Because Paschasius includes a reference to Pascha, we can rule out he was simply a Roman Pagan since immemorial times in his ancestry.

II
dialogue

Ben Thomason
I have a question about the Census described in Matthew. I've just been told that we don't actually have any records of the Romans taking a census that required everyone to return to their ancestral homelands, that this is thought to have just been Luke trying to connect Jesus to King David, and that such an undertaking would be a logistical nightmare. "You would have to shut down the entire economy for what? A month probably? Who would farm? How would people be fed? Who would guard the towns? Did everyone bring their pets with them? Did people get paid for this trip or did they just eat the cost? What about the aged, the infirm, and the insane?"

What say you?

tektontv
That's a dumb quote. The "economy" would not have been affected at all; many of those who worked were journeymen able to take their trade with them, and they'd find plenty of work in the Jerusalem area. That said, the census was probably coordinated with a Jewish festival, which meant everyone was already in town. Next this dumbass will ask what they did with their pets and how farms managed when everyone went to festivals.

Hans-Georg Lundahl
"I've just been told that we don't actually have any records of the Romans taking a census that required everyone to return to their ancestral homelands,"

I argue St. Joseph was making a pun on "each in his city" .... and by so doing managing to avoid for some time Roman tax collectors.

In the reign of Herod, Judaea and Bethlehem had no Roman tax collectors.

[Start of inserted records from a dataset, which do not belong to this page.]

//! §6.2 LLM capability: an abstraction over vendor backends, grounded in the
//! same shape as the planner/decider trait the agent loop is built on, but
//! returning raw text since the wire format here is untrusted XML the caller
//! must parse (§6.6), not a pre-structured type.

use async_trait::async_trait;
use thiserror::Error;

#[derive(Debug, Error, Clone)]
pub enum LlmError {
    #[error("LLM call timed out")]
    Timeout,
    #[error("LLM call failed: {0}")]
    Failed(String),
}

#[async_trait]
pub trait LlmProvider: Send + Sync {
    /// Issue one prompt and return the model's raw text response.
    ///
    /// `template_name` identifies which prompt family the caller is invoking
    /// (e.g. `"plan"`, `"replan"`, `"visual_analysis"`); `args` are the
    /// rendered prompt body. Latency is arbitrary and the call cannot be
    /// remotely cancelled — callers enforce their own timeout (§5).
    async fn prompt(&self, template_name: &str, args: &str) -> Result<String, LlmError>;

    /// Variant used by visual analysis: `args` is accompanied by an opaque
    /// image reference (e.g. a base64 screenshot).
    async fn prompt_with_image(
        &self,
        template_name: &str,
        args: &str,
        image_ref: &str,
    ) -> Result<String, LlmError> {
        let _ = image_ref;
        self.prompt(template_name, args).await
    }
}
//! §4.3 `evaluate`: run arbitrary JS, stringify the result.

use webagent_core_types::Step;

use crate::errors::ExecutorError;
use crate::ops::OpContext;

pub async fn evaluate(ctx: &OpContext, step: &Step) -> Result<String, ExecutorError> {
    if step.value.trim().is_empty() {
        return Err(ExecutorError::BadArgument("evaluate requires a script in value".into()));
    }
    let result = ctx
        .browser
        .evaluate(&step.value)
        .await
        .map_err(|e| ExecutorError::BrowserError(e.to_string()))?;

    Ok(match result {
        serde_json::Value::String(s) => s,
        serde_json::Value::Null => String::new(),
        other => other.to_string(),
    })
}
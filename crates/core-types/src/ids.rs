use uuid::Uuid;

macro_rules! uuid_id {
    ($name:ident, $doc:expr) => {
        #[doc = $doc]
        #[cfg_attr(feature = "serde-full", derive(serde::Serialize, serde::Deserialize))]
        #[derive(Clone, Debug, Eq, PartialEq, Hash)]
        pub struct $name(pub String);

        impl $name {
            pub fn new() -> Self {
                Self(Uuid::new_v4().to_string())
            }
        }

        impl Default for $name {
            fn default() -> Self {
                Self::new()
            }
        }

        impl std::fmt::Display for $name {
            fn fmt(&self, f: &mut std::fmt::Formatter<'_>) -> std::fmt::Result {
                write!(f, "{}", self.0)
            }
        }
    };
}

uuid_id!(SessionId, "Browser session identifier owned by the caller.");
uuid_id!(PageId, "Browser page/tab identifier owned by the caller.");
uuid_id!(TaskId, "Identifier for one InteractionEngine run.");
uuid_id!(
    ActivityId,
    "Key all ActivityLog entries for a single run are tagged with."
);

#[cfg(test)]
mod tests {
    use super::*;

    #[test]
    fn ids_are_unique() {
        assert_ne!(TaskId::new(), TaskId::new());
    }

    #[test]
    fn display_matches_inner_string() {
        let id = ActivityId::new();
        assert_eq!(format!("{}", id), id.0);
    }
}
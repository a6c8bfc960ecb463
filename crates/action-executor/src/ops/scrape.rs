//! §4.3 `scrape_to_memory`: delegates to the optional memory-ingest capability.

use webagent_core_types::Step;

use crate::errors::ExecutorError;
use crate::ops::OpContext;

pub async fn scrape_to_memory(ctx: &OpContext, _step: &Step) -> Result<String, ExecutorError> {
    let ingest = ctx
        .memory_ingest
        .as_ref()
        .ok_or_else(|| ExecutorError::MissingCapability("memory ingest capability not configured".into()))?;

    let snapshot = ctx
        .page_observer
        .snapshot()
        .await
        .map_err(|e| ExecutorError::BrowserError(e.to_string()))?;

    if snapshot.content_text.is_empty() {
        return Err(ExecutorError::AssertionMismatch(
            "page content is empty, nothing to scrape".into(),
        ));
    }

    ingest
        .ingest_current_page(&snapshot.url, &ctx.conversation_id)
        .await
        .map_err(|e| ExecutorError::BrowserError(e.to_string()))?;

    Ok(format!("scraped '{}' into memory", snapshot.url))
}
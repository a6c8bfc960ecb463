//! §4.1 task-complexity heuristic.
//!
//! Preserved verbatim from the source, dead lower branches included: the
//! keyword/word-count score selects a tier of 25/35/50, but the engine then
//! applies `Config::min_max_iterations` (50) as a floor, so the 25 and 35
//! tiers never actually take effect. See DESIGN.md's Open Question note.

const KEYWORDS: &[&str] = &[
    "register",
    "registration",
    "sign up",
    "signup",
    "create account",
    "login",
    "log in",
    "authentication",
    "verify",
    "verification",
    "multi-step",
    "workflow",
    "form",
    "multiple pages",
    "navigation",
    "chat",
    "message",
    "conversation",
    "upload",
    "download",
    "search and",
    "find and",
    "extract and",
    "scrape and",
];

/// Case-insensitive keyword substring count plus a word-count bump.
pub fn score(task: &str) -> u32 {
    let lower = task.to_ascii_lowercase();
    let mut score = KEYWORDS.iter().filter(|kw| lower.contains(*kw)).count() as u32;

    let word_count = task.split_whitespace().count();
    if word_count > 20 {
        score += 2;
    } else if word_count > 10 {
        score += 1;
    }

    score
}

/// Score >= 4 -> 50, >= 2 -> 35, else 25.
pub fn tier(task: &str) -> u32 {
    match score(task) {
        s if s >= 4 => 50,
        s if s >= 2 => 35,
        _ => 25,
    }
}
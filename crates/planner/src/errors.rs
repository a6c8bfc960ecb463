//! §4.4/§7 planner error taxonomy.

use thiserror::Error;

#[derive(Debug, Error, Clone)]
pub enum PlannerError {
    #[error("planner call timed out after 3 attempts")]
    Timeout,
    #[error("malformed plan after {attempts} attempt(s): {detail}")]
    Malformed { attempts: u32, detail: String },
    #[error("LLM call failed: {0}")]
    LlmFailed(String),
}
//! §4.1 / §7: `FinalReport` assembly — every run produces one, never an
//! escaped exception.

use webagent_core_types::AttemptRecord;

#[derive(Debug, Clone, Copy, PartialEq, Eq)]
pub enum TerminationReason {
    Done,
    Respond,
    Stalled,
    RepeatFailure,
    BudgetExceeded,
    IterationCapReached,
    ProgressHardBreak,
    Fatal,
    Cancelled,
}

impl TerminationReason {
    pub fn as_str(self) -> &'static str {
        match self {
            TerminationReason::Done => "done",
            TerminationReason::Respond => "respond",
            TerminationReason::Stalled => "stalled",
            TerminationReason::RepeatFailure => "repeat_failure",
            TerminationReason::BudgetExceeded => "budget_exceeded",
            TerminationReason::IterationCapReached => "iteration_cap_reached",
            TerminationReason::ProgressHardBreak => "progress_hard_break",
            TerminationReason::Fatal => "fatal",
            TerminationReason::Cancelled => "cancelled",
        }
    }
}

/// §7 "User-visible failure behavior": task statement, total iterations,
/// termination reason, optional agent response, per-iteration summaries.
#[derive(Debug, Clone)]
pub struct FinalReport {
    pub task: String,
    pub iteration_count: u32,
    pub termination_reason: TerminationReason,
    pub agent_response_message: Option<String>,
    pub fatal_detail: Option<String>,
    pub history: Vec<AttemptRecord>,
}

impl FinalReport {
    pub fn summary(&self) -> String {
        let mut lines = Vec::new();
        if let Some(msg) = &self.agent_response_message {
            lines.push(msg.clone());
        }
        lines.push(format!(
            "task: {} | iterations: {} | termination: {}",
            self.task,
            self.iteration_count,
            self.termination_reason.as_str()
        ));
        if let Some(detail) = &self.fatal_detail {
            lines.push(format!("fatal: {detail}"));
        }
        for record in &self.history {
            lines.push(record.summary_line());
        }
        lines.join("\n")
    }

    pub fn is_success(&self) -> bool {
        matches!(self.termination_reason, TerminationReason::Done | TerminationReason::Respond)
    }
}
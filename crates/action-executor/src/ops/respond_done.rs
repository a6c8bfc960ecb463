//! §4.3 `respond` and `done`: the two early-terminator operations (§4.1 step 6).
//! `InteractionEngine` intercepts these before dispatch; these functions exist
//! so the executor's match arm stays exhaustive and so tests can exercise
//! them directly.

use webagent_core_types::Step;

use crate::errors::ExecutorError;

pub async fn respond(step: &Step) -> Result<String, ExecutorError> {
    Ok(format!("AGENT_RESPONSE: {}", step.value))
}

pub async fn done(_step: &Step) -> Result<String, ExecutorError> {
    Ok("task marked done".to_string())
}
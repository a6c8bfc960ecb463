//! §4.3 `download`: await a download triggered by clicking `selector`, save
//! it, then verify the saved file is non-empty.

use std::time::Duration;

use webagent_core_types::Step;

use crate::errors::ExecutorError;
use crate::ops::OpContext;

const DOWNLOAD_TIMEOUT: Duration = Duration::from_secs(30);

pub async fn download(ctx: &OpContext, step: &Step) -> Result<String, ExecutorError> {
    if step.selector.trim().is_empty() {
        return Err(ExecutorError::BadArgument(
            "download requires a trigger selector".into(),
        ));
    }

    let browser = ctx.browser.clone();
    let selector = step.selector.clone();
    let trigger: std::pin::Pin<Box<dyn std::future::Future<Output = Result<(), webagent_core_types::BrowserError>> + Send>> =
        Box::pin(async move { browser.locator(&selector).click(DOWNLOAD_TIMEOUT, false).await });

    let path = ctx
        .browser
        .expect_download(DOWNLOAD_TIMEOUT, trigger)
        .await
        .map_err(|e| ExecutorError::BrowserError(e.to_string()))?;

    let metadata = tokio::fs::metadata(&path)
        .await
        .map_err(|e| ExecutorError::AssertionMismatch(format!("downloaded file '{path}' missing: {e}")))?;

    if metadata.len() == 0 {
        return Err(ExecutorError::AssertionMismatch(format!(
            "downloaded file '{path}' is empty"
        )));
    }

    Ok(format!("downloaded file saved at '{path}' ({} bytes)", metadata.len()))
}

Precisely as Puerto Rico doesn't have tax collectors of the IRS (I think it's called).

The operative thing is, a Galilaean was supposed to do the census in Galilaea, not in Egypt, an Egyptian in Egypt, not in Syria etc ... and for other census types than taxes, a man of Pompeii (still standing) was not allowed to do it in Herculaneum (also still standing).

The Roman Empire (including the late Republic) was as federal as the US. Or as the HRE (where Liechtenstein was state n. 343, easy to recall as it's the cube of seven). "City" in the context means a subdivision of "Imperium Romanum" ... except St. Joseph's city was outside it (and he took the wording in the meaning they would have in Jewish culture).

People living far away from their "city" would usually have been Roman citizens who didn't at this time have to pay taxes to Rome anyway, but were instead likely to provide legionaries by volunteering .... so, no real problem for the economy.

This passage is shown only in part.